Exercise prompt: Search the listing below for the word "struct" and copy each line where it appears.
<<<<
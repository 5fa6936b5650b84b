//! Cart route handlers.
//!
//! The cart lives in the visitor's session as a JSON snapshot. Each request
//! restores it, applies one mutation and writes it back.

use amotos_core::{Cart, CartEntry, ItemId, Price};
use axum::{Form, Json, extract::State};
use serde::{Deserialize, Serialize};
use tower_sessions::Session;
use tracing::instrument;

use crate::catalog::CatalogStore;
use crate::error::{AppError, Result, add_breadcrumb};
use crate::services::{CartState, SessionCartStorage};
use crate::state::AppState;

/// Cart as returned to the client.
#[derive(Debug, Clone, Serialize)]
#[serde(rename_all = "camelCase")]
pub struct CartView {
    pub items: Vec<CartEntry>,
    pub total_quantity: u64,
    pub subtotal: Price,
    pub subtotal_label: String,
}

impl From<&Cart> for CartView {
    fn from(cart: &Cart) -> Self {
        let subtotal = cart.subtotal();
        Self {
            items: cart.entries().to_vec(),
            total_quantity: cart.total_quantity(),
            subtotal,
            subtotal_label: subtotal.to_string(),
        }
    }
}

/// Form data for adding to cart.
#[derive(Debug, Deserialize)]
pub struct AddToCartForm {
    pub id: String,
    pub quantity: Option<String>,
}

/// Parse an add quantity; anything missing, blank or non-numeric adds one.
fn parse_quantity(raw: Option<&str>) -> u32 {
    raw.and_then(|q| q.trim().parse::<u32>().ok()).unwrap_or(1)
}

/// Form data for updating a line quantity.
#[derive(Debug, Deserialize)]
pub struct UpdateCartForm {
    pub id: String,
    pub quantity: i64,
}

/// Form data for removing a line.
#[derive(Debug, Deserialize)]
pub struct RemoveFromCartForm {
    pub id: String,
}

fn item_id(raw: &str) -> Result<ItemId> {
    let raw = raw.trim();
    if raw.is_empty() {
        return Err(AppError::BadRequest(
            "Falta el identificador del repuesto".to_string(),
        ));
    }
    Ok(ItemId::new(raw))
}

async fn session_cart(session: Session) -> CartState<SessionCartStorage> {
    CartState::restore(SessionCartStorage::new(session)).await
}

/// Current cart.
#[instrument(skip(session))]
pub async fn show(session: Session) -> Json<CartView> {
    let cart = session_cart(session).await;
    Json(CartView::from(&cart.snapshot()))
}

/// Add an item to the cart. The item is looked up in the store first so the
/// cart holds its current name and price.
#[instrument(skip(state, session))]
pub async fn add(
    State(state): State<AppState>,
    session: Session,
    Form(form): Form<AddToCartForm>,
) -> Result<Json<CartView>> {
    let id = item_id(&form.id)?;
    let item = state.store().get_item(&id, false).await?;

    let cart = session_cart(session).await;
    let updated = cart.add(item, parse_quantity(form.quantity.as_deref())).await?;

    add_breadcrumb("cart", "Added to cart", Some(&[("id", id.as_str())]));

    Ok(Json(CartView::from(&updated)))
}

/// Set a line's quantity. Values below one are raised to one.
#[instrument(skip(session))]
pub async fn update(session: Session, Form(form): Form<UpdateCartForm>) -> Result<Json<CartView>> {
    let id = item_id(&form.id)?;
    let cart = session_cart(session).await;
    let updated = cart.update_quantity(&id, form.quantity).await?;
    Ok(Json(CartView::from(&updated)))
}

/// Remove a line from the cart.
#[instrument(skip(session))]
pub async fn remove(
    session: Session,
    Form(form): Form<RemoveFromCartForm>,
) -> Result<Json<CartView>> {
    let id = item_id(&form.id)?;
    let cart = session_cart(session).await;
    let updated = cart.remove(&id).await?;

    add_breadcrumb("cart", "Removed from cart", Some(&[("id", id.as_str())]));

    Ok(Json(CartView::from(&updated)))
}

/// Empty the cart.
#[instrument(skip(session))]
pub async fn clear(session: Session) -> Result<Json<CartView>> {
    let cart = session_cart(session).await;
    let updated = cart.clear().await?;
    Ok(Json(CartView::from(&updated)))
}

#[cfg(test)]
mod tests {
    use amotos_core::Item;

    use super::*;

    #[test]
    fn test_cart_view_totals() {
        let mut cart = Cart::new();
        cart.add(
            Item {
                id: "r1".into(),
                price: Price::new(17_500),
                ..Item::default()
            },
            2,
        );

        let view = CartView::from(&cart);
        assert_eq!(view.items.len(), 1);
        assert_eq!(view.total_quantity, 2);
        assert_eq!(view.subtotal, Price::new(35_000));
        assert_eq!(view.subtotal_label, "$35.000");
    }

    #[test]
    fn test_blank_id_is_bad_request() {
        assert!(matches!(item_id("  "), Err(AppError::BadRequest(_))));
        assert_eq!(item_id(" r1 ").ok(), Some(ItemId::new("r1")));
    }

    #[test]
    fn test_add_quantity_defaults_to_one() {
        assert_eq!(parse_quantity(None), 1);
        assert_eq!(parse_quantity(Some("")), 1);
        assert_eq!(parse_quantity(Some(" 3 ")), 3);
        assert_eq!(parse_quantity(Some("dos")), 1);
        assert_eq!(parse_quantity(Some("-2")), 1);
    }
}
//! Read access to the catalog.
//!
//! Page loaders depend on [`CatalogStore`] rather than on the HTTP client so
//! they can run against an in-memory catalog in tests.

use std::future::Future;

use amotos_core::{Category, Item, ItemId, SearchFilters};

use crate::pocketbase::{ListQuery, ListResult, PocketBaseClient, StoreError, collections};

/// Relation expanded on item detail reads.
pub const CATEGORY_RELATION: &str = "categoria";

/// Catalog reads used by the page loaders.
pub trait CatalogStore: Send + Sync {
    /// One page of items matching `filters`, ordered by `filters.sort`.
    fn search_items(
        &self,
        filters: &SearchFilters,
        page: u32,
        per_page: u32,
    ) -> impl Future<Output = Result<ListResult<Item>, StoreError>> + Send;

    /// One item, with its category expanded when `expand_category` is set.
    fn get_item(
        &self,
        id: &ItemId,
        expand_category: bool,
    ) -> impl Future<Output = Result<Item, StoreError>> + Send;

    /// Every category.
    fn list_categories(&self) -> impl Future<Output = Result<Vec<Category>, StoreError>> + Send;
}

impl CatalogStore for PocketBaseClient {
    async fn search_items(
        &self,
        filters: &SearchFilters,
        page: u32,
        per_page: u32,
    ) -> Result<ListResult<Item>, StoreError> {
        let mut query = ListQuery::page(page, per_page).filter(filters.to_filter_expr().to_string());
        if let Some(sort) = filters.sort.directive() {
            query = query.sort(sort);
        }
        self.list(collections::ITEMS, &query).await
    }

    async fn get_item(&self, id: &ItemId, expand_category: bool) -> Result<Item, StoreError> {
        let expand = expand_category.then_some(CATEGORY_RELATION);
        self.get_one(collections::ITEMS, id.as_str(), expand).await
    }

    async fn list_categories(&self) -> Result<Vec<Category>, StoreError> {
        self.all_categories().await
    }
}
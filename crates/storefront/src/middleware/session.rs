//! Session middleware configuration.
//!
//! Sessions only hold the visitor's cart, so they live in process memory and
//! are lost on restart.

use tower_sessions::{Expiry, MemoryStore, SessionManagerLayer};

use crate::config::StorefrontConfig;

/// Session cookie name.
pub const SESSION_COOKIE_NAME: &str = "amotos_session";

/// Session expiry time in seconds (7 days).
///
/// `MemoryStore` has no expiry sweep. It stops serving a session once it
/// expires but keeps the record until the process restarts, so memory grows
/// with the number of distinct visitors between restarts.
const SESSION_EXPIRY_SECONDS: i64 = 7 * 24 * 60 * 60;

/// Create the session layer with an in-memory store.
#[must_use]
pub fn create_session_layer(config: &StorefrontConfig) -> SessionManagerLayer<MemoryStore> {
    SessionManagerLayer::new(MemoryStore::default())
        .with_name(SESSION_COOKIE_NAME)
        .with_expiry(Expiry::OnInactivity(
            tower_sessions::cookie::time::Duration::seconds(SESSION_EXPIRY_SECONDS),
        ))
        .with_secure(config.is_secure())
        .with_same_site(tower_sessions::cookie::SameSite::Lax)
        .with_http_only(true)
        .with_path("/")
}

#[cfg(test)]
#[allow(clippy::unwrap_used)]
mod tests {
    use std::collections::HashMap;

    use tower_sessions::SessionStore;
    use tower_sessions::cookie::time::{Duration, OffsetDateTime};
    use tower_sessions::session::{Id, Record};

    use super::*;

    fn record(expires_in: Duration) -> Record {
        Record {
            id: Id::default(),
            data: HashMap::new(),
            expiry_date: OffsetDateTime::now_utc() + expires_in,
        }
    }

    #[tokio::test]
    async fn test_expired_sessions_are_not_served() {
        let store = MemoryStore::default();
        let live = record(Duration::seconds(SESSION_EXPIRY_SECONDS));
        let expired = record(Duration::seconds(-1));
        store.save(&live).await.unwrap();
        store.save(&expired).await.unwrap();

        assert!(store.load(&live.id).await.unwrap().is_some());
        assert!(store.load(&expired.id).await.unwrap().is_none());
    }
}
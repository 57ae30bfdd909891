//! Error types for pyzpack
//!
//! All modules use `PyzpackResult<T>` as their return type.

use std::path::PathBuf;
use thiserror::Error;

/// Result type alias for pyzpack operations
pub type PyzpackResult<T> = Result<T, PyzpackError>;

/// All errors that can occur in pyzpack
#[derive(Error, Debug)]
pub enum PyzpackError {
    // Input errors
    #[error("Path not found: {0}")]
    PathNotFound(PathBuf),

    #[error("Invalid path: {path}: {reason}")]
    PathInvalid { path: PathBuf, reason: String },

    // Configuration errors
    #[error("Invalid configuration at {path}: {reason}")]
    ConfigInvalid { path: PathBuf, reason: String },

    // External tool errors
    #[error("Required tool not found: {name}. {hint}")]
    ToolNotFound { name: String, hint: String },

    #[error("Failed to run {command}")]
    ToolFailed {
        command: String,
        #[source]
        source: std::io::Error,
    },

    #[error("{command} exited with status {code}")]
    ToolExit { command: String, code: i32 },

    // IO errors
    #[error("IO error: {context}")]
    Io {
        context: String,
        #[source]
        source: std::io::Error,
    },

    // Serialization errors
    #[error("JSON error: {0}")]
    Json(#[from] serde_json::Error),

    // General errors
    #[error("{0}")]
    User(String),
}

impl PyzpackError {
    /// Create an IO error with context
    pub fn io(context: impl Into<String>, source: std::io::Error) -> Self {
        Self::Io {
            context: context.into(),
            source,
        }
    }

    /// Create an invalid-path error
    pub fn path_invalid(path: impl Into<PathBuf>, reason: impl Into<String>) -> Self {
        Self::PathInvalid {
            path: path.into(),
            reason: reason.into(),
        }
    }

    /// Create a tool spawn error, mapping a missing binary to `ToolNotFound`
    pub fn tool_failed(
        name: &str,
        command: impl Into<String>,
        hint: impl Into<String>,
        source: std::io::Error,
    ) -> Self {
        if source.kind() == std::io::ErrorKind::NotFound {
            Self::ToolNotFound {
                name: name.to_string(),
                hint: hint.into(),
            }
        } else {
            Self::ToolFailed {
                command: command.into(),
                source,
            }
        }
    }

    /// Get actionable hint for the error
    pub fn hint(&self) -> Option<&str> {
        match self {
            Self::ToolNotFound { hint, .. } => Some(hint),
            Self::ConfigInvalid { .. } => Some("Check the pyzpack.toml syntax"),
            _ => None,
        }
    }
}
>>>>
Finished task:
pub struct CartView {
pub struct AddToCartForm {
pub struct UpdateCartForm {
pub struct RemoveFromCartForm {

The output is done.